Die Würde des Menschen ist unantastbar. Sie zu achten und zu schützen ist Verpflichtung aller staatlichen Gewalt (§1 GG). Aber seit der Einführung der GSiA 2005 gibt es Streit um deren Höhe, Berechnung und Berechtigung. Sarrazin und ähnlich denkende Journalisten haben sich durch Hungerkuren gewürgt und bemüht, nachzuweisen, dass und wie gut es sich mit dem Regelsatz leben lässt. Das mag ein gesunder Mensch soz. als Fastenkur kurzzeitig schadlos überstehen, eine Fastenkur für alte Menschen und den Rest des Lebens ist da eher gesundheitsschädlich und lebensverkürzend. Wo bleibt da die Würde der Menschen?

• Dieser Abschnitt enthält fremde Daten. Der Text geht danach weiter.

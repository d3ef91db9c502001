use std::time::Duration;

use innovation_engine_core::{EngineConfig, Result};

use crate::Client;

/// Configuration for [`Client`].
///
/// # Examples
/// ```
/// # use innovation_engine::ClientConfig;
/// let client = ClientConfig::from_loader_server("https://your-instance.innovation-club.net")
///     .client_id("install-42")
///     .to_client();
/// ```
pub struct ClientConfig {
    pub(crate) config: EngineConfig,
}

impl ClientConfig {
    /// Create a default configuration for the given loader server address.
    ///
    /// ```
    /// # use innovation_engine::ClientConfig;
    /// ClientConfig::from_loader_server("https://your-instance.innovation-club.net");
    /// ```
    pub fn from_loader_server(loader_server: impl Into<String>) -> Self {
        ClientConfig {
            config: EngineConfig::new(loader_server),
        }
    }

    /// Set the client id sent along with experiment requests. A client id is required for batch
    /// experiment requests.
    pub fn client_id(mut self, client_id: impl Into<String>) -> Self {
        self.config.client_id = Some(client_id.into());
        self
    }

    /// Set the environment experiments are loaded from. Defaults to
    /// [`Environment::Prod`](innovation_engine_core::Environment::Prod).
    ///
    /// Accepts anything convertible to a string, including
    /// [`Environment`](innovation_engine_core::Environment).
    pub fn environment(mut self, environment: impl Into<String>) -> Self {
        self.config.environment = environment.into();
        self
    }

    /// Set the request timeout. Defaults to
    /// [`DEFAULT_TIMEOUT`](innovation_engine_core::DEFAULT_TIMEOUT).
    pub fn timeout(mut self, timeout: Duration) -> Self {
        self.config.timeout = timeout;
        self
    }

    /// Create a new [`Client`] using the specified configuration.
    ///
    /// # Errors
    ///
    /// Returns [`Error::InvalidBaseUrl`](innovation_engine_core::Error::InvalidBaseUrl) if the
    /// loader server address does not parse into endpoint URLs.
    ///
    /// ```
    /// # use innovation_engine::{Client, ClientConfig};
    /// let client: Client =
    ///     ClientConfig::from_loader_server("https://your-instance.innovation-club.net")
    ///         .to_client()
    ///         .unwrap();
    /// ```
    pub fn to_client(self) -> Result<Client> {
        Client::new(self)
    }
}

Scharf wirft der Paritätische Wohlfahrtsverband dem BMAS „unverschämtes Kleinrechnen“ des Regelsatzes vor. Fehler in der bisherigen Methodik werden fort- und die ab 2021 vorgesehenen Leistungen systematisch kleingerechnet, lebensfern und in keiner Weise bedarfsgerecht. Auch die Diakonie mahnt unter Berufung auf ein Urteil des BVerfG von 2010 an, dass „die Methode insgesamt transparent, sach- und realitätsgerecht sein“ muss, denn „nach wie vor entsprechen die Regelbedarfe nicht den Bedürfnissen“.

Das Essen, das Leib und Seele zusammenhalten soll, darf z.B. im Monat 150 € kosten, also ca. 5 € pro Tag. Setzt man – rein theoretisch - 1,50 € für Frühstück und Abendessen an, verbleiben 2 € für das Mittagessen. Wer kann davon gesund leben? Allein das zeigt die ganze Absurdität und Verachtung gegenüber älteren Menschen, die gerade in ihrem letzten Lebensabschnitt besonders auf gesunde Ernährung angewiesen sind. Kommen da noch gesundheitliche Schwächen hinzu, ist zappenduster. Bei saisonalen oder derzeit pandemiebedingten Preissteigerungen von bis zu 30%, wird die Sache schier aussichtslos. Und just in dieser Situation schämt sich die CDU/CSU nicht, zu behaupten, die EVS sei die richtige Grundlage für die Ermittlung der Regelbedarfe. „Es ist eine "atmende" und keine "starre" Statistik“. Politik auf den Knochen der Alten, die zusätzlich das höchste Infektionsrisiko haben.

In perfide unsystematischer Weise wird das vom BMAS benutzte Statistikmodell zur Berechnung der Regelsätze mit Annahmen vermischt und so willkürlich gehandhabt, dass es völlig intransparent zu einer Niedrigstbewertung der Regelsätze kommt. Würde das Statistikmodell korrekt gerechnet, müsste der Regelsatz über 600 € betragen. Und bei den etwa 130 Mrd. € für die Wirtschaft und Gesellschaft schauen die Alten in die Röhre. Wo bleibt da die Achtung und der Schutz der Würde im Alter?